European Molecular Biology Laboratory
The European Molecular Biology Laboratory ( English European Molecular Biology Laboratory , EMBL ) was founded in 1974 and is now 24 European countries, Israel and the associate member countries Australia and Argentina supported. It is one of the most famous biological research laboratories in the world.
It is a basic research institute financed by public research funds from the member states. Around 85 independent research groups work at EMBL on topics from the entire spectrum of molecular biology . The laboratory is divided into six units: the main laboratory in Heidelberg as well as branches in Hinxton ( European Bioinformatics Institute ) in Great Britain, Grenoble in France, Hamburg , Monterotondo , Italy and Barcelona , Spain.
The main activities are: basic molecular biology research ; the highly qualified training of scientists, students and visiting researchers; Services for scientists in the Member States; Development of new tools and methods in the life sciences as well as active technology transfer. EMBL's international doctoral program includes around 170 students. In addition, the laboratory is involved in an active program for science and society.
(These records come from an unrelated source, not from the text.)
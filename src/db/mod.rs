mod schema;

use std::collections::HashSet;
use std::path::PathBuf;
use std::sync::{Arc, Mutex};

use anyhow::Result;
use chrono::Utc;
use rusqlite::Connection;
use uuid::Uuid;

use crate::models::*;

/// The flight manifest repository.
///
/// Each flight is stored as a single row; the seated and overbooked passenger
/// lists live in JSON text columns. Every operation acquires the connection
/// lock once and completes inside that critical section, so each call is
/// atomic and isolated on its own. There is no cross-operation transaction;
/// callers that need one must wrap it themselves.
pub struct Database {
    conn: Arc<Mutex<Connection>>,
}

impl Database {
    pub fn open(path: PathBuf) -> Result<Self> {
        let parent = path
            .parent()
            .ok_or_else(|| anyhow::anyhow!("Database path has no parent directory"))?;
        std::fs::create_dir_all(parent)?;
        let conn = Connection::open(&path)?;
        conn.pragma_update(None, "journal_mode", "WAL")?;
        Ok(Self {
            conn: Arc::new(Mutex::new(conn)),
        })
    }

    pub fn open_default() -> Result<Self> {
        let dirs = directories::ProjectDirs::from("", "", "flightdeck")
            .ok_or_else(|| anyhow::anyhow!("Could not determine data directory"))?;
        let db_path = dirs.data_dir().join("flightdeck.db");
        Self::open(db_path)
    }

    pub fn open_memory() -> Result<Self> {
        let conn = Connection::open_in_memory()?;
        Ok(Self {
            conn: Arc::new(Mutex::new(conn)),
        })
    }

    pub fn migrate(&self) -> Result<()> {
        let conn = self.conn.lock().expect("database lock poisoned");
        schema::run_migrations(&conn)
    }

    // ============================================================
    // Flight operations
    // ============================================================

    pub fn list_flights(
        &self,
        flight_code: Option<&str>,
        limit: u32,
        offset: u32,
    ) -> Result<Vec<FlightSummary>> {
        let conn = self.conn.lock().expect("database lock poisoned");

        let mut sql = String::from("SELECT id, flight_code, capacity FROM flights");
        let mut params: Vec<Box<dyn rusqlite::ToSql>> = Vec::new();
        if let Some(code) = flight_code {
            sql.push_str(" WHERE flight_code = ?");
            params.push(Box::new(code.to_string()));
        }
        sql.push_str(" ORDER BY rowid LIMIT ? OFFSET ?");
        params.push(Box::new(limit));
        params.push(Box::new(offset));

        let mut stmt = conn.prepare(&sql)?;
        let params_ref: Vec<&dyn rusqlite::ToSql> = params.iter().map(|p| p.as_ref()).collect();
        let flights = stmt
            .query_map(params_ref.as_slice(), |row| {
                Ok(FlightSummary {
                    id: parse_uuid(row.get::<_, String>(0)?),
                    flight_code: row.get(1)?,
                    capacity: row.get(2)?,
                })
            })?
            .collect::<Result<Vec<_>, _>>()?;

        Ok(flights)
    }

    pub fn get_flight(&self, id: Uuid) -> Result<Option<Flight>> {
        let conn = self.conn.lock().expect("database lock poisoned");
        let mut stmt = conn.prepare(
            "SELECT id, flight_code, capacity, passengers, overbooked_passengers, created_at, updated_at
             FROM flights WHERE id = ?",
        )?;

        let mut rows = stmt.query([id.to_string()])?;
        if let Some(row) = rows.next()? {
            Ok(Some(Flight {
                id: parse_uuid(row.get::<_, String>(0)?),
                flight_code: row.get(1)?,
                capacity: row.get(2)?,
                passengers: parse_passengers(row.get::<_, String>(3)?),
                overbooked_passengers: parse_passengers(row.get::<_, String>(4)?),
                created_at: parse_datetime(row.get::<_, String>(5)?),
                updated_at: parse_datetime(row.get::<_, String>(6)?),
            }))
        } else {
            Ok(None)
        }
    }

    pub fn insert_flight(
        &self,
        flight_code: &str,
        capacity: u32,
        passengers: Vec<Passenger>,
        overbooked_passengers: Vec<Passenger>,
    ) -> Result<Flight> {
        let conn = self.conn.lock().expect("database lock poisoned");
        let id = Uuid::new_v4();
        let now = Utc::now();

        conn.execute(
            "INSERT INTO flights (id, flight_code, capacity, passengers, overbooked_passengers, created_at, updated_at)
             VALUES (?, ?, ?, ?, ?, ?, ?)",
            (
                id.to_string(),
                flight_code,
                capacity,
                serde_json::to_string(&passengers)?,
                serde_json::to_string(&overbooked_passengers)?,
                now.to_rfc3339(),
                now.to_rfc3339(),
            ),
        )?;

        Ok(Flight {
            id,
            flight_code: flight_code.to_string(),
            capacity,
            passengers,
            overbooked_passengers,
            created_at: now,
            updated_at: now,
        })
    }

    /// Replace a flight's attributes, and optionally its whole manifest.
    ///
    /// When `manifests` is `None` the passenger columns are left untouched;
    /// when `Some`, the already-allocated seated/overbooked pair replaces both
    /// lists in the same statement as the attribute changes.
    pub fn update_flight(
        &self,
        id: Uuid,
        flight_code: &str,
        capacity: u32,
        manifests: Option<(Vec<Passenger>, Vec<Passenger>)>,
    ) -> Result<Option<Flight>> {
        let Some(existing) = self.get_flight(id)? else {
            return Ok(None);
        };

        let conn = self.conn.lock().expect("database lock poisoned");
        let now = Utc::now();

        let (passengers, overbooked_passengers) = match manifests {
            Some((seated, overbooked)) => {
                conn.execute(
                    "UPDATE flights SET flight_code = ?, capacity = ?, passengers = ?, overbooked_passengers = ?, updated_at = ? WHERE id = ?",
                    (
                        flight_code,
                        capacity,
                        serde_json::to_string(&seated)?,
                        serde_json::to_string(&overbooked)?,
                        now.to_rfc3339(),
                        id.to_string(),
                    ),
                )?;
                (seated, overbooked)
            }
            None => {
                conn.execute(
                    "UPDATE flights SET flight_code = ?, capacity = ?, updated_at = ? WHERE id = ?",
                    (flight_code, capacity, now.to_rfc3339(), id.to_string()),
                )?;
                (existing.passengers, existing.overbooked_passengers)
            }
        };

        Ok(Some(Flight {
            id,
            flight_code: flight_code.to_string(),
            capacity,
            passengers,
            overbooked_passengers,
            created_at: existing.created_at,
            updated_at: now,
        }))
    }

    pub fn delete_flight(&self, id: Uuid) -> Result<bool> {
        let conn = self.conn.lock().expect("database lock poisoned");
        let rows = conn.execute("DELETE FROM flights WHERE id = ?", [id.to_string()])?;
        Ok(rows > 0)
    }

    // ============================================================
    // Passenger operations (seated list)
    // ============================================================

    /// Append passengers to the seated list. Returns whether the flight
    /// existed. The capacity bound is not re-checked here; seats beyond
    /// capacity are a replacement-time concern.
    pub fn append_passengers(&self, id: Uuid, new_passengers: &[Passenger]) -> Result<bool> {
        let conn = self.conn.lock().expect("database lock poisoned");

        let Some(mut passengers) = read_seated(&conn, id)? else {
            return Ok(false);
        };
        passengers.extend_from_slice(new_passengers);
        write_seated(&conn, id, &passengers)?;

        Ok(true)
    }

    /// Remove seated passengers by identifier. Returns `None` if the flight
    /// is missing, otherwise how many passengers were removed.
    pub fn remove_passengers(&self, id: Uuid, passenger_ids: &[i64]) -> Result<Option<usize>> {
        let conn = self.conn.lock().expect("database lock poisoned");

        let Some(mut passengers) = read_seated(&conn, id)? else {
            return Ok(None);
        };
        let remove: HashSet<i64> = passenger_ids.iter().copied().collect();
        let before = passengers.len();
        passengers.retain(|p| !remove.contains(&p.id));
        let removed = before - passengers.len();
        if removed > 0 {
            write_seated(&conn, id, &passengers)?;
        }

        Ok(Some(removed))
    }

    /// Apply a partial update to one seated passenger, located by identifier.
    /// Returns the updated passenger, or `None` if the flight or the
    /// passenger is missing.
    pub fn patch_passenger(
        &self,
        id: Uuid,
        passenger_id: i64,
        input: &UpdatePassengerInput,
    ) -> Result<Option<Passenger>> {
        let conn = self.conn.lock().expect("database lock poisoned");

        let Some(mut passengers) = read_seated(&conn, id)? else {
            return Ok(None);
        };
        let Some(passenger) = passengers.iter_mut().find(|p| p.id == passenger_id) else {
            return Ok(None);
        };
        input.apply(passenger);
        let updated = passenger.clone();
        write_seated(&conn, id, &passengers)?;

        Ok(Some(updated))
    }

    pub fn find_passenger(&self, id: Uuid, passenger_id: i64) -> Result<Option<Passenger>> {
        let conn = self.conn.lock().expect("database lock poisoned");

        let Some(passengers) = read_seated(&conn, id)? else {
            return Ok(None);
        };
        Ok(passengers.into_iter().find(|p| p.id == passenger_id))
    }

    /// List seated passengers matching a conjunction of equality filters.
    /// Returns `None` if the flight is missing.
    pub fn list_passengers(
        &self,
        id: Uuid,
        filter: &PassengerFilter,
    ) -> Result<Option<Vec<Passenger>>> {
        let conn = self.conn.lock().expect("database lock poisoned");

        let Some(passengers) = read_seated(&conn, id)? else {
            return Ok(None);
        };
        Ok(Some(
            passengers
                .into_iter()
                .filter(|p| filter.matches(p))
                .collect(),
        ))
    }
}

impl Clone for Database {
    fn clone(&self) -> Self {
        Self {
            conn: self.conn.clone(),
        }
    }
}

fn read_seated(conn: &Connection, id: Uuid) -> Result<Option<Vec<Passenger>>> {
    let mut stmt = conn.prepare("SELECT passengers FROM flights WHERE id = ?")?;
    let mut rows = stmt.query([id.to_string()])?;
    if let Some(row) = rows.next()? {
        Ok(Some(parse_passengers(row.get::<_, String>(0)?)))
    } else {
        Ok(None)
    }
}

fn write_seated(conn: &Connection, id: Uuid, passengers: &[Passenger]) -> Result<()> {
    conn.execute(
        "UPDATE flights SET passengers = ?, updated_at = ? WHERE id = ?",
        (
            serde_json::to_string(passengers)?,
            Utc::now().to_rfc3339(),
            id.to_string(),
        ),
    )?;
    Ok(())
}

fn parse_passengers(json: String) -> Vec<Passenger> {
    serde_json::from_str(&json).unwrap_or_default()
}

fn parse_uuid(s: String) -> Uuid {
    Uuid::parse_str(&s).unwrap_or_else(|_| Uuid::nil())
}

fn parse_datetime(s: String) -> chrono::DateTime<Utc> {
    chrono::DateTime::parse_from_rfc3339(&s)
        .map(|dt| dt.with_timezone(&Utc))
        .unwrap_or_else(|_| Utc::now())
}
Research at EMBL resulted in significant scientific breakthroughs such as the first systematic genetic analysis of the embryonic development of the fruit fly, for which the researchers Christiane Nüsslein-Volhard and Eric Wieschaus received the Nobel Prize for Medicine in 1995 . In 2017 Jacques Dubochet received the Nobel Prize in Chemistry for his cryo-electron microscopy method, which was developed at EMBL and published in 1981 .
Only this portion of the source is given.